TRY IT =
The reply should hold only the lines below from the one with "pub async fn get(&self)" to the end, each copied exactly.

EXERCISE INPUT =
//! Config Service - cached GlobalSettings
//!
//! An explicit value passed to every reader instead of an ambient global.
//! Settings are refetched once `ttl` has elapsed since `last_fetched_at`,
//! or after [`ConfigService::invalidate`].

use std::sync::Arc;
use std::time::Duration;
use tokio::sync::RwLock;
use tokio::time::Instant;

use crate::domain::{DomainError, GlobalSettings};
use crate::ports::SettingsRepository;

/// Fixed cache lifetime for global settings
pub const DEFAULT_SETTINGS_TTL: Duration = Duration::from_secs(5 * 60);

struct CachedSettings {
    settings: Arc<GlobalSettings>,
    last_fetched_at: Instant,
}

/// Cached view over a [`SettingsRepository`]
pub struct ConfigService {
    repo: Arc<dyn SettingsRepository>,
    ttl: Duration,
    cache: RwLock<Option<CachedSettings>>,
}

impl ConfigService {
    pub fn new(repo: Arc<dyn SettingsRepository>) -> Self {
        Self::with_ttl(repo, DEFAULT_SETTINGS_TTL)
    }

    pub fn with_ttl(repo: Arc<dyn SettingsRepository>, ttl: Duration) -> Self {
        Self {
            repo,
            ttl,
            cache: RwLock::new(None),
        }
    }

    /// Current settings, fetched from the repository when the cache is cold
    /// or expired
    pub async fn get(&self) -> Result<Arc<GlobalSettings>, DomainError> {
        {
            let cache = self.cache.read().await;
            if let Some(cached) = cache.as_ref() {
                if cached.last_fetched_at.elapsed() < self.ttl {
                    return Ok(cached.settings.clone());
                }
            }
        }

        let mut cache = self.cache.write().await;
        // Another task may have refreshed while we waited for the lock
        if let Some(cached) = cache.as_ref() {
            if cached.last_fetched_at.elapsed() < self.ttl {
                return Ok(cached.settings.clone());
            }
        }

        let settings = Arc::new(self.repo.fetch().await?);
        *cache = Some(CachedSettings {
            settings: settings.clone(),
            last_fetched_at: Instant::now(),
        });
        tracing::debug!("⚙️  Global settings refreshed");

        Ok(settings)
    }

    /// Drop the cached value so the next `get` refetches
    pub async fn invalidate(&self) {
        *self.cache.write().await = None;
        tracing::info!("⚙️  Global settings cache invalidated");
    }

    /// When the cached value was fetched, `None` if the cache is empty
    pub async fn last_fetched_at(&self) -> Option<Instant> {
        self.cache.read().await.as_ref().map(|c| c.last_fetched_at)
    }

    pub fn ttl(&self) -> Duration {
        self.ttl
    }
}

EXERCISE RESULT =
    pub async fn get(&self) -> Result<Arc<GlobalSettings>, DomainError> {
        {
            let cache = self.cache.read().await;
            if let Some(cached) = cache.as_ref() {
                if cached.last_fetched_at.elapsed() < self.ttl {
                    return Ok(cached.settings.clone());
                }
            }
        }

        let mut cache = self.cache.write().await;
        // Another task may have refreshed while we waited for the lock
        if let Some(cached) = cache.as_ref() {
            if cached.last_fetched_at.elapsed() < self.ttl {
                return Ok(cached.settings.clone());
            }
        }

        let settings = Arc::new(self.repo.fetch().await?);
        *cache = Some(CachedSettings {
            settings: settings.clone(),
            last_fetched_at: Instant::now(),
        });
        tracing::debug!("⚙️  Global settings refreshed");

        Ok(settings)
    }

    /// Drop the cached value so the next `get` refetches
    pub async fn invalidate(&self) {
        *self.cache.write().await = None;
        tracing::info!("⚙️  Global settings cache invalidated");
    }

    /// When the cached value was fetched, `None` if the cache is empty
    pub async fn last_fetched_at(&self) -> Option<Instant> {
        self.cache.read().await.as_ref().map(|c| c.last_fetched_at)
    }

    pub fn ttl(&self) -> Duration {
        self.ttl
    }
}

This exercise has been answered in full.